I'm a military man, not a diplomatist, or I shouldn't have added that last sentence.
She rose, and looked at me haughtily and amazedly.
"It is I who have to forgive, not he. I wronged him in no way; he wronged me bitterly. He dared to misjudge, to suspect, to insult me. I shall never stoop to undeceive him. He gave me up without a trial. I never will force myself upon him. He thanked God I was not his wife—could I seek to be his wife after that? Love him passionately I do, but forgive him I do not! I forbid you, on your faith as a gentleman, ever to tell him what I told you that night. I trusted to your honor; I shall hold you dishonored if you betray me."
Just as she paused an open carriage rolled past. I looked down mechanically; in it was Earlscourt lying back on his cushions, returning, I believe, from a Cabinet Council. There, in the street, stood my tilbury, with the piebald Cognac that everybody in Belgravia knew. There, in the open window, stood Beatrice and I; and Earlscourt, as he happened to glance upwards, saw us both! His carriage rolled on; Beatrice grew as white as death, and her lips quivered as she looked after him; but Lady Mechlin entered, and I took them down to their barouche.
"You are determined not to release me from my promise?" I asked Beatrice, as I pulled up the tiger-skin over her flounces.
She shook her head.
"Certainly not; and I should think you are too much of a gentleman not to hold a promise sacred."
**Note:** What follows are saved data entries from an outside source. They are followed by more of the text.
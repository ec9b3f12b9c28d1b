use std::sync::{Arc, Mutex};

use crate::core::dispatch::system_message::earliest_first_system_message_list::EarliestFirstSystemMessageList;
use crate::core::dispatch::system_message::latest_first_system_message_list::LatestFirstSystemMessageList;
use crate::core::dispatch::system_message::system_message_entry::SystemMessageEntry;
use crate::core::dispatch::system_message::system_message_list::SystemMessageList;

/// Head of the intrusive system-message LIFO.
///
/// The head is replaced through `system_queue_put`, a compare-and-set keyed on
/// the identity of the expected head node; enqueue and drain retry on failure.
/// Once a drain installs the `NoMessage` sentinel the queue is closed for good
/// and enqueues report rejection so the caller can divert to dead letters.
#[derive(Debug, Clone)]
pub struct SystemMailbox {
  head: Arc<Mutex<LatestFirstSystemMessageList>>,
}

impl SystemMailbox {
  pub fn new() -> Self {
    Self {
      head: Arc::new(Mutex::new(LatestFirstSystemMessageList::new(None))),
    }
  }

  fn system_queue_get(&self) -> LatestFirstSystemMessageList {
    self.head.lock().unwrap().clone()
  }

  fn system_queue_put(&self, old: &LatestFirstSystemMessageList, new: &LatestFirstSystemMessageList) -> bool {
    let mut head = self.head.lock().unwrap();
    if *head == *old {
      *head = new.clone();
      true
    } else {
      false
    }
  }

  /// Links the entry as the new head. Returns `false` when the queue is
  /// closed; the entry is then still unlinked and owned by the caller.
  pub fn system_enqueue(&self, entry: &Arc<Mutex<SystemMessageEntry>>) -> bool {
    loop {
      let current_list = self.system_queue_get();
      if current_list.is_closed() {
        return false;
      }
      let new_list = current_list.clone().prepend(entry.clone());
      if self.system_queue_put(&current_list, &new_list) {
        return true;
      }
      entry.lock().unwrap().unlink();
    }
  }

  /// Swaps the whole chain for `new_contents` and returns the old chain in
  /// delivery order. Draining a closed queue yields the empty list.
  pub fn system_drain(&self, new_contents: &LatestFirstSystemMessageList) -> EarliestFirstSystemMessageList {
    loop {
      let current_list = self.system_queue_get();
      if current_list.is_closed() {
        return EarliestFirstSystemMessageList::new(None);
      }
      if self.system_queue_put(&current_list, new_contents) {
        return current_list.reverse();
      }
    }
  }

  pub fn has_system_messages(&self) -> bool {
    let current_list = self.system_queue_get();
    current_list
      .head()
      .map(|entry| !entry.lock().unwrap().is_no_message())
      .unwrap_or(false)
  }
}

impl Default for SystemMailbox {
  fn default() -> Self {
    Self::new()
  }
}

#[cfg(test)]
mod tests {
  use std::thread;

  use super::*;
  use crate::core::actor::actor_ref::ActorRef;
  use crate::core::dispatch::system_message::system_message::SystemMessage;
  use crate::core::dispatch::system_message::LNIL;

  #[test]
  fn test_drain_returns_enqueue_order() {
    let system_mailbox = SystemMailbox::new();
    system_mailbox.system_enqueue(&SystemMessageEntry::of_arc(SystemMessage::of_create()));
    system_mailbox.system_enqueue(&SystemMessageEntry::of_arc(SystemMessage::of_suspend()));
    system_mailbox.system_enqueue(&SystemMessageEntry::of_arc(SystemMessage::of_terminate()));
    assert!(system_mailbox.has_system_messages());

    let drained = system_mailbox.system_drain(&LNIL);
    let mut messages = Vec::new();
    let mut current = drained;
    while let Some((entry, rest)) = current.head_with_tail() {
      messages.push(entry.lock().unwrap().message.clone());
      current = rest;
    }
    assert_eq!(
      messages,
      vec![
        SystemMessage::of_create(),
        SystemMessage::of_suspend(),
        SystemMessage::of_terminate()
      ]
    );
    assert!(!system_mailbox.has_system_messages());
  }

  #[test]
  fn test_enqueue_after_sentinel_drain_is_rejected() {
    let system_mailbox = SystemMailbox::new();
    system_mailbox.system_enqueue(&SystemMessageEntry::of_arc(SystemMessage::of_watch(
      ActorRef::NoSender,
      ActorRef::NoSender,
    )));

    let drained = system_mailbox.system_drain(&LatestFirstSystemMessageList::of_no_message());
    assert_eq!(drained.size(), 1);
    assert!(!system_mailbox.has_system_messages());

    let entry = SystemMessageEntry::of_arc(SystemMessage::of_terminate());
    assert!(!system_mailbox.system_enqueue(&entry));
    assert!(entry.lock().unwrap().is_unlinked());
  }

  #[test]
  fn test_concurrent_enqueues_are_all_drained() {
    let system_mailbox = SystemMailbox::new();

    let producers: Vec<_> = (0..4)
      .map(|_| {
        let system_mailbox = system_mailbox.clone();
        thread::spawn(move || {
          for _ in 0..50 {
            system_mailbox.system_enqueue(&SystemMessageEntry::of_arc(SystemMessage::of_suspend()));
          }
        })
      })
      .collect();

    for producer in producers {
      producer.join().unwrap();
    }

    let drained = system_mailbox.system_drain(&LNIL);
    assert_eq!(drained.size(), 200);
  }
}
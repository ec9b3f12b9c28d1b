use std::any::Any;
use std::fmt::{Debug, Formatter};
use std::sync::Arc;

use thiserror::Error;

use crate::core::dispatch::message::Message;

/// Type-erased message payload. The mailbox moves these around without ever
/// looking inside; consumers recover the concrete type with [`AnyMessage::take`].
#[derive(Clone)]
pub struct AnyMessage {
  message: Arc<dyn Any + Send + Sync>,
  type_name: &'static str,
}

#[derive(Debug, Clone, PartialEq, Eq, Error)]
#[error("cannot downcast a message of type `{actual}` into `{expected}`")]
pub struct DowncastAnyMessageError {
  pub expected: &'static str,
  pub actual: &'static str,
}

impl AnyMessage {
  pub fn new<T: Message>(message: T) -> Self {
    Self {
      message: Arc::new(message),
      type_name: std::any::type_name::<T>(),
    }
  }

  pub fn is<T: Message>(&self) -> bool {
    self.message.is::<T>()
  }

  pub fn take<T: Message + Clone>(&self) -> Result<T, DowncastAnyMessageError> {
    self
      .message
      .downcast_ref::<T>()
      .cloned()
      .ok_or(DowncastAnyMessageError {
        expected: std::any::type_name::<T>(),
        actual: self.type_name,
      })
  }

  pub fn type_name(&self) -> &'static str {
    self.type_name
  }
}

impl Debug for AnyMessage {
  fn fmt(&self, f: &mut Formatter<'_>) -> std::fmt::Result {
    write!(f, "AnyMessage({})", self.type_name)
  }
}

impl PartialEq for AnyMessage {
  fn eq(&self, other: &Self) -> bool {
    Arc::ptr_eq(&self.message, &other.message)
  }
}
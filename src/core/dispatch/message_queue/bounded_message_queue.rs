use std::time::Duration;

use crate::core::actor::actor_ref::ActorRef;
use crate::core::dispatch::envelope::Envelope;
use crate::core::dispatch::message_queue::{
  MessageQueueBehavior, MessageQueueReaderBehavior, MessageQueueSize, MessageQueueWriterBehavior,
};
use crate::infrastructure::queue::{
  BlockingQueue, BlockingQueueReader, BlockingQueueWriter, QueueBehavior, QueueError, QueueReaderBehavior,
  QueueReaderFactoryBehavior, QueueVec, QueueWriterFactoryBehavior,
};

/// Capacity-bounded FIFO. A push timeout of zero turns the enqueue into an
/// unbounded blocking `put`; a positive timeout bounds the wait and hands the
/// envelope back for dead-letter routing when it elapses.
#[derive(Debug, Clone)]
pub struct BoundedMessageQueue {
  queue: BlockingQueue<Envelope, QueueVec<Envelope>>,
  push_timeout: Duration,
}

#[derive(Debug, Clone)]
pub struct BoundedMessageQueueWriter {
  queue: BlockingQueue<Envelope, QueueVec<Envelope>>,
  writer: BlockingQueueWriter<Envelope, QueueVec<Envelope>>,
  push_timeout: Duration,
}

#[derive(Debug, Clone)]
pub struct BoundedMessageQueueReader {
  queue: BlockingQueue<Envelope, QueueVec<Envelope>>,
  reader: BlockingQueueReader<Envelope, QueueVec<Envelope>>,
}

impl BoundedMessageQueue {
  pub fn of_vec_with_capacity(capacity: usize, push_timeout: Duration) -> Self {
    Self {
      queue: BlockingQueue::new(QueueVec::with_num_elements(capacity)),
      push_timeout,
    }
  }

  pub fn push_timeout(&self) -> Duration {
    self.push_timeout
  }

  pub fn writer(&self) -> BoundedMessageQueueWriter {
    BoundedMessageQueueWriter {
      queue: self.queue.clone(),
      writer: self.queue.writer(),
      push_timeout: self.push_timeout,
    }
  }

  pub fn reader(&self) -> BoundedMessageQueueReader {
    BoundedMessageQueueReader {
      queue: self.queue.clone(),
      reader: self.queue.reader(),
    }
  }
}

impl MessageQueueBehavior for BoundedMessageQueue {
  fn number_of_messages(&self) -> MessageQueueSize {
    self.queue.len().into()
  }

  fn has_messages(&self) -> bool {
    self.queue.non_empty()
  }
}

impl MessageQueueBehavior for BoundedMessageQueueWriter {
  fn number_of_messages(&self) -> MessageQueueSize {
    self.queue.len().into()
  }

  fn has_messages(&self) -> bool {
    self.queue.non_empty()
  }
}

impl MessageQueueWriterBehavior for BoundedMessageQueueWriter {
  fn enqueue(&mut self, _receiver: &ActorRef, handle: Envelope) -> Result<(), QueueError<Envelope>> {
    if self.push_timeout.is_zero() {
      self.writer.put(handle)
    } else {
      self.writer.offer_with_timeout(handle, self.push_timeout)
    }
  }
}

impl MessageQueueBehavior for BoundedMessageQueueReader {
  fn number_of_messages(&self) -> MessageQueueSize {
    self.queue.len().into()
  }

  fn has_messages(&self) -> bool {
    self.queue.non_empty()
  }
}

impl MessageQueueReaderBehavior for BoundedMessageQueueReader {
  fn dequeue(&mut self) -> Option<Envelope> {
    self.reader.poll()
  }
}
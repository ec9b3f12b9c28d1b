use std::sync::{Arc, Mutex};

use crate::core::dispatch::system_message::latest_first_system_message_list::LatestFirstSystemMessageList;
use crate::core::dispatch::system_message::system_message_entry::SystemMessageEntry;
use crate::core::dispatch::system_message::system_message_list::SystemMessageList;
use crate::core::dispatch::system_message::{reverse_inner, size_inner};

/// List view in delivery order, produced by reversing a drained batch.
#[derive(Debug, Clone)]
pub struct EarliestFirstSystemMessageList {
  pub(crate) head: Option<Arc<Mutex<SystemMessageEntry>>>,
}

impl EarliestFirstSystemMessageList {
  pub fn new(head: Option<Arc<Mutex<SystemMessageEntry>>>) -> Self {
    Self { head }
  }

  /// Splits off the first entry, leaving the caller sole owner of both parts.
  pub fn head_with_tail(&self) -> Option<(Arc<Mutex<SystemMessageEntry>>, EarliestFirstSystemMessageList)> {
    self.head.as_ref().map(|entry_arc| {
      let next = {
        let entry = entry_arc.lock().unwrap();
        entry.next().cloned()
      };
      (entry_arc.clone(), EarliestFirstSystemMessageList { head: next })
    })
  }
}

impl PartialEq for EarliestFirstSystemMessageList {
  fn eq(&self, other: &Self) -> bool {
    match (&self.head, &other.head) {
      (Some(left), Some(right)) => Arc::ptr_eq(left, right),
      (None, None) => true,
      _ => false,
    }
  }
}

impl SystemMessageList for EarliestFirstSystemMessageList {
  type Other = LatestFirstSystemMessageList;

  fn is_empty(&self) -> bool {
    self.head.is_none()
  }

  fn size(&self) -> usize {
    size_inner(self.head.as_ref(), 0)
  }

  fn head(&self) -> Option<&Arc<Mutex<SystemMessageEntry>>> {
    self.head.as_ref()
  }

  fn tail(&self) -> EarliestFirstSystemMessageList {
    let next = self.head.as_ref().and_then(|entry_arc| {
      let entry = entry_arc.lock().unwrap();
      entry.next().cloned()
    });
    EarliestFirstSystemMessageList { head: next }
  }

  fn prepend(self, entry: Arc<Mutex<SystemMessageEntry>>) -> EarliestFirstSystemMessageList {
    {
      let mut entry_guard = entry.lock().unwrap();
      entry_guard.set_next(self.head);
    }
    EarliestFirstSystemMessageList { head: Some(entry) }
  }

  fn reverse(self) -> LatestFirstSystemMessageList {
    LatestFirstSystemMessageList {
      head: reverse_inner(self.head),
    }
  }
}
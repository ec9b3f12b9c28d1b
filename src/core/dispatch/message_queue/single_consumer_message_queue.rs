use crate::core::actor::actor_ref::ActorRef;
use crate::core::dispatch::envelope::Envelope;
use crate::core::dispatch::message_queue::{
  MessageQueueBehavior, MessageQueueReaderBehavior, MessageQueueSize, MessageQueueWriterBehavior,
};
use crate::infrastructure::queue::{
  QueueBehavior, QueueError, QueueMpsc, QueueMpscReader, QueueMpscWriter, QueueReaderBehavior,
  QueueReaderFactoryBehavior, QueueWriterBehavior, QueueWriterFactoryBehavior,
};

/// Lock-free unbounded queue assuming exactly one dequeuing thread. Must not
/// be paired with a dispatcher that allows concurrent runs of one actor.
#[derive(Debug, Clone)]
pub struct SingleConsumerMessageQueue {
  queue: QueueMpsc<Envelope>,
}

#[derive(Debug, Clone)]
pub struct SingleConsumerMessageQueueWriter {
  queue: QueueMpsc<Envelope>,
  writer: QueueMpscWriter<Envelope>,
}

#[derive(Debug, Clone)]
pub struct SingleConsumerMessageQueueReader {
  queue: QueueMpsc<Envelope>,
  reader: QueueMpscReader<Envelope>,
}

impl SingleConsumerMessageQueue {
  pub fn of_mpsc() -> Self {
    Self { queue: QueueMpsc::new() }
  }

  pub fn writer(&self) -> SingleConsumerMessageQueueWriter {
    SingleConsumerMessageQueueWriter {
      queue: self.queue.clone(),
      writer: self.queue.writer(),
    }
  }

  pub fn reader(&self) -> SingleConsumerMessageQueueReader {
    SingleConsumerMessageQueueReader {
      queue: self.queue.clone(),
      reader: self.queue.reader(),
    }
  }
}

impl MessageQueueBehavior for SingleConsumerMessageQueue {
  fn number_of_messages(&self) -> MessageQueueSize {
    self.queue.len().into()
  }

  fn has_messages(&self) -> bool {
    self.queue.non_empty()
  }
}

impl MessageQueueBehavior for SingleConsumerMessageQueueWriter {
  fn number_of_messages(&self) -> MessageQueueSize {
    self.queue.len().into()
  }

  fn has_messages(&self) -> bool {
    self.queue.non_empty()
  }
}

impl MessageQueueWriterBehavior for SingleConsumerMessageQueueWriter {
  fn enqueue(&mut self, _receiver: &ActorRef, handle: Envelope) -> Result<(), QueueError<Envelope>> {
    self.writer.offer(handle)
  }
}

impl MessageQueueBehavior for SingleConsumerMessageQueueReader {
  fn number_of_messages(&self) -> MessageQueueSize {
    self.queue.len().into()
  }

  fn has_messages(&self) -> bool {
    self.queue.non_empty()
  }
}

impl MessageQueueReaderBehavior for SingleConsumerMessageQueueReader {
  fn dequeue(&mut self) -> Option<Envelope> {
    self.reader.poll()
  }
}
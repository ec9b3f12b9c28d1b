use std::sync::{Arc, Mutex};

use crate::core::actor::actor_ref::ActorRef;
use crate::core::dispatch::envelope::Envelope;
use crate::core::dispatch::mailbox::dead_letter::DeadLetter;
use crate::core::dispatch::mailbox::mailbox::Mailbox;
use crate::core::dispatch::mailbox::MailboxBehavior;
use crate::core::dispatch::message_queue::MessageQueueSize;
use crate::core::dispatch::system_message::earliest_first_system_message_list::EarliestFirstSystemMessageList;
use crate::core::dispatch::system_message::latest_first_system_message_list::LatestFirstSystemMessageList;
use crate::core::dispatch::system_message::system_message_entry::SystemMessageEntry;
use crate::core::dispatch::system_message::{SystemMessageQueueReaderBehavior, SystemMessageQueueWriterBehavior};

/// Terminal sink for undeliverable traffic. User messages are wrapped into
/// [`DeadLetter`] records on its own user queue; system messages are made
/// virgin again and linked onto its own system queue, which never closes.
/// Nothing here ever calls back into the mailbox the message came from.
#[derive(Debug, Clone)]
pub struct DeadLetterMailbox {
  dead_letters: ActorRef,
  underlying: Mailbox,
}

impl DeadLetterMailbox {
  pub fn new(dead_letters: ActorRef) -> Self {
    Self {
      dead_letters,
      underlying: Mailbox::of_dead_letters(),
    }
  }

  pub fn dead_letters(&self) -> &ActorRef {
    &self.dead_letters
  }

  pub fn underlying(&self) -> &Mailbox {
    &self.underlying
  }

  pub fn enqueue(&self, receiver: &ActorRef, handle: Envelope) {
    let sender = handle.sender().cloned().unwrap_or(ActorRef::NoSender);
    let dead_letter = DeadLetter::new(handle.message().clone(), sender, receiver.clone());
    log::info!("dead letter: {:?}", dead_letter);
    if let Err(error) = self.underlying.enqueue(receiver, Envelope::new(dead_letter)) {
      log::error!("failed to append to the dead-letter queue: {:?}", error);
    }
  }

  pub fn system_enqueue(&self, receiver: &ActorRef, message: &Arc<Mutex<SystemMessageEntry>>) {
    {
      message.lock().unwrap().unlink();
    }
    log::info!("dead system message for {:?}", receiver);
    if !self.underlying.system_mailbox().system_enqueue(message) {
      log::error!("the dead-letter system queue rejected a message for {:?}", receiver);
    }
  }
}

impl MailboxBehavior for DeadLetterMailbox {
  fn number_of_messages(&self) -> MessageQueueSize {
    self.underlying.number_of_messages()
  }

  fn has_messages(&self) -> bool {
    self.underlying.has_messages()
  }
}

impl SystemMessageQueueReaderBehavior for DeadLetterMailbox {
  fn has_system_messages(&self) -> bool {
    self.underlying.system_mailbox().has_system_messages()
  }

  fn system_drain(&mut self, new_contents: &LatestFirstSystemMessageList) -> EarliestFirstSystemMessageList {
    self.underlying.system_mailbox().system_drain(new_contents)
  }
}

impl SystemMessageQueueWriterBehavior for DeadLetterMailbox {
  fn system_enqueue(&mut self, receiver: &ActorRef, message: &Arc<Mutex<SystemMessageEntry>>) {
    DeadLetterMailbox::system_enqueue(self, receiver, message)
  }
}

#[cfg(test)]
mod tests {
  use super::*;
  use crate::core::actor::actor_path::ActorPath;
  use crate::core::dispatch::system_message::system_message::SystemMessage;
  use crate::core::dispatch::system_message::system_message_list::SystemMessageList;
  use crate::core::dispatch::system_message::LNIL;

  #[test]
  fn test_enqueue_wraps_into_dead_letter_records() {
    let dead_letter_mailbox = DeadLetterMailbox::new(ActorRef::of_local(ActorPath::new("system/deadLetters")));
    let receiver = ActorRef::of_local(ActorPath::new("user/receiver"));

    dead_letter_mailbox.enqueue(&receiver, Envelope::new("lost".to_string()));

    let envelope = dead_letter_mailbox.underlying().dequeue().unwrap();
    let dead_letter = envelope.typed_message::<DeadLetter>().unwrap();
    assert_eq!(dead_letter.recipient(), &receiver);
    assert_eq!(dead_letter.message().take::<String>().unwrap(), "lost");
  }

  #[test]
  fn test_system_enqueue_relinks_a_virgin_entry() {
    let dead_letter_mailbox = DeadLetterMailbox::new(ActorRef::of_local(ActorPath::new("system/deadLetters")));
    let receiver = ActorRef::of_local(ActorPath::new("user/receiver"));

    let entry = SystemMessageEntry::of_arc(SystemMessage::of_terminate());
    {
      // simulate a leftover still linked to a drained chain
      entry
        .lock()
        .unwrap()
        .set_next(Some(SystemMessageEntry::of_arc(SystemMessage::of_suspend())));
    }
    dead_letter_mailbox.system_enqueue(&receiver, &entry);

    let mut sink = dead_letter_mailbox.clone();
    let drained = SystemMessageQueueReaderBehavior::system_drain(&mut sink, &LNIL);
    assert_eq!(drained.size(), 1);
    let (head, _) = drained.head_with_tail().unwrap();
    assert_eq!(head.lock().unwrap().message, SystemMessage::of_terminate());
  }
}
Pride and determination were written in every line of her face, in the very arch of her eyebrows, the very form of her brow, the very curve of her lips—a soft, delicate face enough otherwise, but as expressive of indomitable pride as any face could be. And yet, though I swore at her as I drove Cognac out of the square, I couldn't help liking her all the better for it, the little Pythoness! for, after all, it was natural and very intelligible to me—she had been misjudged and wrongly suspected, and the noblest spirits are always the quickest to rebel against injustice and resent false accusation.
V.
HOW IN PERFECT INNOCENCE I PLAYED THE PART OF A RIVAL.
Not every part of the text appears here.